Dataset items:
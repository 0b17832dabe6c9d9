// SPDX-FileCopyrightText: 2026 Solace Contributors
// SPDX-License-Identifier: MIT OR Apache-2.0

//! Anthropic Claude completion provider for the Solace SMS agent.
//!
//! Implements [`CompletionProvider`] over the non-streaming Messages API.
//! The conditioning prompt becomes the system prompt and the memory window
//! is replayed as alternating user/assistant turns.

pub mod client;
pub mod types;

use async_trait::async_trait;
use solace_config::model::AnthropicConfig;
use solace_core::text::clean_completion_text;
use solace_core::types::{AdapterType, Author, HealthStatus, HistoryEntry};
use solace_core::{CompletionProvider, PluginAdapter, SolaceError};
use tracing::{debug, info};

use crate::client::AnthropicClient;
use crate::types::{CompletionRequest, Turn};

const COMPLETION_TEMPERATURE: f32 = 0.9;

/// Anthropic Claude provider implementing [`CompletionProvider`].
///
/// API key resolution order: config -> `ANTHROPIC_API_KEY` env var -> error.
pub struct AnthropicProvider {
    client: AnthropicClient,
    model: String,
    max_tokens: u32,
    remove_emojis: bool,
}

impl AnthropicProvider {
    pub fn new(config: &AnthropicConfig) -> Result<Self, SolaceError> {
        let api_key = resolve_api_key(&config.api_key)?;
        let client = AnthropicClient::new(&api_key, &config.api_version)?;
        info!(model = %config.model, "Anthropic provider initialized");
        Ok(Self::with_client(client, config))
    }

    fn with_client(client: AnthropicClient, config: &AnthropicConfig) -> Self {
        Self {
            client,
            model: config.model.clone(),
            max_tokens: config.max_tokens,
            remove_emojis: config.remove_emojis,
        }
    }

    fn to_message_request(
        &self,
        message: &str,
        prompt: &str,
        history: &[HistoryEntry],
    ) -> CompletionRequest {
        CompletionRequest {
            model: self.model.clone(),
            messages: build_turns(message, history),
            system: (!prompt.trim().is_empty()).then(|| prompt.to_string()),
            max_tokens: self.max_tokens,
            temperature: Some(COMPLETION_TEMPERATURE),
            stream: false,
        }
    }
}

/// Replay `history` as alternating turns ending with `message` from the user.
///
/// Consecutive entries by the same author are merged into one turn and any
/// leading agent turns are dropped, since the API requires the first turn to
/// come from the user. Each history line carries its timestamp so the model
/// can reason about elapsed time.
fn build_turns(message: &str, history: &[HistoryEntry]) -> Vec<Turn> {
    let mut turns: Vec<Turn> = Vec::with_capacity(history.len() + 1);

    let lines = history.iter().map(|entry| {
        let role = match entry.author {
            Author::User => "user",
            Author::Agent => "assistant",
        };
        (
            role,
            format!("[{}] {}", entry.timestamp.format("%Y-%m-%d %H:%M"), entry.body),
        )
    });

    for (role, content) in lines.chain(std::iter::once(("user", message.to_string()))) {
        match turns.last_mut() {
            Some(last) if last.role == role => {
                last.content.push('\n');
                last.content.push_str(&content);
            }
            None if role == "assistant" => {}
            _ => turns.push(Turn {
                role: role.to_string(),
                content,
            }),
        }
    }

    turns
}

#[async_trait]
impl PluginAdapter for AnthropicProvider {
    fn name(&self) -> &str {
        "anthropic"
    }

    fn version(&self) -> semver::Version {
        semver::Version::new(0, 1, 0)
    }

    fn adapter_type(&self) -> AdapterType {
        AdapterType::Completion
    }

    async fn health_check(&self) -> Result<HealthStatus, SolaceError> {
        // No probe request: it would spend tokens.
        Ok(HealthStatus::Healthy)
    }

    async fn shutdown(&self) -> Result<(), SolaceError> {
        debug!("Anthropic provider shutting down");
        Ok(())
    }
}

#[async_trait]
impl CompletionProvider for AnthropicProvider {
    async fn complete(
        &self,
        message: &str,
        prompt: &str,
        history: &[HistoryEntry],
    ) -> Result<String, SolaceError> {
        let request = self.to_message_request(message, prompt, history);
        debug!(
            model = %request.model,
            turns = request.messages.len(),
            history = history.len(),
            prompt_chars = prompt.len(),
            "sending completion request"
        );

        let response = self.client.create_message(&request).await?;
        info!(
            model = %response.model,
            input_tokens = response.usage.input_tokens,
            output_tokens = response.usage.output_tokens,
            stop_reason = response.stop_reason.as_deref().unwrap_or("none"),
            "completion received"
        );

        let text = response.text();
        if text.trim().is_empty() {
            return Err(SolaceError::Provider {
                message: "completion contained no text".into(),
                source: None,
            });
        }
        Ok(text)
    }

    fn clean_text(&self, text: &str) -> String {
        clean_completion_text(text, self.remove_emojis)
    }
}

/// Resolves the API key: config value first, then `ANTHROPIC_API_KEY`.
fn resolve_api_key(config_key: &Option<String>) -> Result<String, SolaceError> {
    if let Some(key) = config_key
        && !key.is_empty()
    {
        return Ok(key.clone());
    }

    std::env::var("ANTHROPIC_API_KEY").map_err(|_| {
        SolaceError::Config(
            "Anthropic API key not found. Set anthropic.api_key in config or ANTHROPIC_API_KEY environment variable.".into(),
        )
    })
}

■ TASK GOAL ■
Starting at the first line of the data above, please restate word for word every line up to and including the one that holds "non-streaming Messages API.", and add nothing else.

■ EXERCISE OUTPUT ■
repository 0b17832dabe6c9d9
// SPDX-FileCopyrightText: 2026 Solace Contributors
// SPDX-License-Identifier: MIT OR Apache-2.0

//! Anthropic Claude completion provider for the Solace SMS agent.
//!
//! Implements [`CompletionProvider`] over the non-streaming Messages API.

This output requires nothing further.